Por cada mil gorriones hay un jilguero y por cada cien jilgueros hay un ruiseñor (Luscinia megarynchos). Si bien nada en la biología o comportamiento del ave permita que sea catalogado como enemigo del género humano, la falsa etimología medieval que origina la terminación en “señor” (cuando lusciniolum > russiniol) explica que este cantor nocturno fuera el “malvado ruiseñor” que acosa a la pobre calandria en la Fontefrida del romance. Aparte de esta aparición negativa, el ruiseñor ha sido considerado por la tradición culta como el símbolo de una manera de entender la materia poética y sentimental, algunos dirían que nada menos que la corriente central de la lírica occidental, desde Petrarca a Juan de la Cruz, a Shakespeare y a Ronsard. Por no hablar de su protagonismo en todo tipo de cuentos en los que representa la pureza, la sencillez y la belleza que se les asocia.
Su canto, variado y sonoro, es de lo más amable que existe en la naturaleza, aunque contraste con la escasa brillantez de su plumaje, y se oye principalmente antes del amanecer, la hora más amorosa. Por otro lado, su hábitat es similar al del hombre y está extendido por gran parte del Viejo Mundo (nota: el pájaro de Matar un ruiseñor es un sinsonte americano); así pues, arte, misterio, amor, cercanía humana y cosmopolitismo conforman esa materia lírica de la que hablaba.
El extremo, para el que quiera anegarse en sentimentalismo, es un cuento de Oscar Wilde: El ruiseñor y la rosa. En él, el pobre pájaro sacrifica su maravilloso arte y su vida para que brille el amor de un joven... lo justo para ser pisoteado. Sentimentalismo infantilmente masoquista el del gran Wilde (o masoquismo sentimentalmente infantil o infantilismo masoquistamente sentimental, qué más da).
Antes de eso, había llegado el Romanticismo y la célebre Oda al ruiseñor de John Keats, que lo toma como símbolo del yo poético, de la eternidad del arte y del espíritu sublime, ni más ni menos. El poeta inglés se quiso referir al eterno pájaro de Ovidio (el que escribió en sus Metamorfosis la melancolía de Filomela, violada, amputada, asesina sádica y, para terminar con su triste paso por la vida, transformada en ruiseñor) y de Rut (la extranjera del libro homónimo de la Biblia que siente nostalgia de su hogar), como esencia de la naturaleza interpretada por el hombre en tono de melancolía. Jorge Luis Borges, hablando de Keats, da un paso más al tomarlo como ejemplo diríamos existencialista de la eternidad y la ubicuidad del ser especie, es decir, un ruiseñor cantando es todos los ruiseñores de la historia humana y el ruiseñor de cada soto vecino al hogar de todas las personas.

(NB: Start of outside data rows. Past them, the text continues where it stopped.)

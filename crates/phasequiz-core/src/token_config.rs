//! Token configuration rules: bounds validation, active selection, and
//! the default per-phase records written on first start.

use phasequiz_types::{TokenConfigInput, TokenConfiguration};
use serde_json::json;

use crate::error::QuizError;
use crate::progress::validate_phase_number;

/// Check that `min_tokens` does not exceed `max_tokens`.
///
/// # Errors
///
/// Returns [`QuizError::Validation`] when `min_tokens > max_tokens`.
pub fn validate_token_bounds(min_tokens: i32, max_tokens: i32) -> Result<(), QuizError> {
    if min_tokens > max_tokens {
        return Err(QuizError::validation(format!(
            "min_tokens ({min_tokens}) cannot be greater than max_tokens ({max_tokens})"
        )));
    }
    Ok(())
}

/// Validate a token configuration write.
///
/// # Errors
///
/// Returns [`QuizError::Validation`] for an invalid phase number or
/// inverted bounds.
pub fn validate_token_config(input: &TokenConfigInput) -> Result<(), QuizError> {
    validate_phase_number(input.phase_number)?;
    validate_token_bounds(input.min_tokens, input.max_tokens)
}

/// Active configurations in phase order.
pub fn select_active(configs: &[TokenConfiguration]) -> Vec<TokenConfiguration> {
    let mut active: Vec<TokenConfiguration> =
        configs.iter().filter(|c| c.is_active).cloned().collect();
    active.sort_by_key(|c| c.phase_number);
    active
}

/// The token configuration written for each phase on a fresh install.
pub fn default_token_configs() -> Vec<TokenConfigInput> {
    let seed = |phase_number, max_tokens, config_data| TokenConfigInput {
        phase_number,
        min_tokens: 0,
        max_tokens,
        config_data,
        is_active: true,
    };
    vec![
        seed(
            1,
            180,
            json!({
                "time_limit": 180,
                "anagram_tokens": 30,
                "word_search_tokens": 30,
                "description": "Anagrams and word search against a three minute clock",
            }),
        ),
        seed(
            2,
            150,
            json!({
                "challenge_tokens": 50,
                "challenges": [
                    "technology_for_older_adults",
                    "fast_fashion_waste_zones",
                    "water_sustainability_in_agriculture",
                ],
                "description": "Entrepreneurship challenge stories",
            }),
        ),
        seed(3, 100, json!({"description": "Phase 3"})),
        seed(4, 100, json!({"description": "Phase 4"})),
        seed(5, 100, json!({"description": "Phase 5"})),
    ]
}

Ya está Filomela vengada, pero en nada se corresponden estos textos con el tono zooliterario que busco si no fuera por Coleridge, que, en su poema conversacional The Nightingale, más viejo y menos famoso que la oda de Keats, os presenta un paisaje nocturno, estático y placentero, en el que el ruiseñor empieza su canto. Recuerda al juicio de Milton sobre el pajarillo: “Most musical, most melancholy”, y desecha esa asignación porque “In nature there is nothing melancholy” ¡Bien por el gran Samuel! Que los noctívagos de corazón desgarrado quieran que todos los sonidos cuenten el relato de su propio sufrimiento es lo que hizo al ruiseñor ser llamado melancólico, dice Coleridge, y a los poetas repetir para deleite de los jóvenes urbanos los pesares de Filomela.
Llama entonces el autor a observar al pájaro que canta sin miedo y sin descanso, y que abunda sobre todo en bosquecillos poco frecuentados, donde juega con su virtuosismo y donde podríais ver sus ojos brillando a la luz de la luna, ofreciendo sus cantos a los paseantes solitarios. Acaba refiriéndose a su hijo de pocos meses, del que espera que sea un compañero de juegos de la misma naturaleza, mientras lo acostumbra a calmar su llanto nocturno con las canciones del ruiseñor, liberado, por el momento, de la vieja carga melancólica.
Ilustración: El canto del ruiseñor a medianoche y la lluvia matinal, de Joan Miró.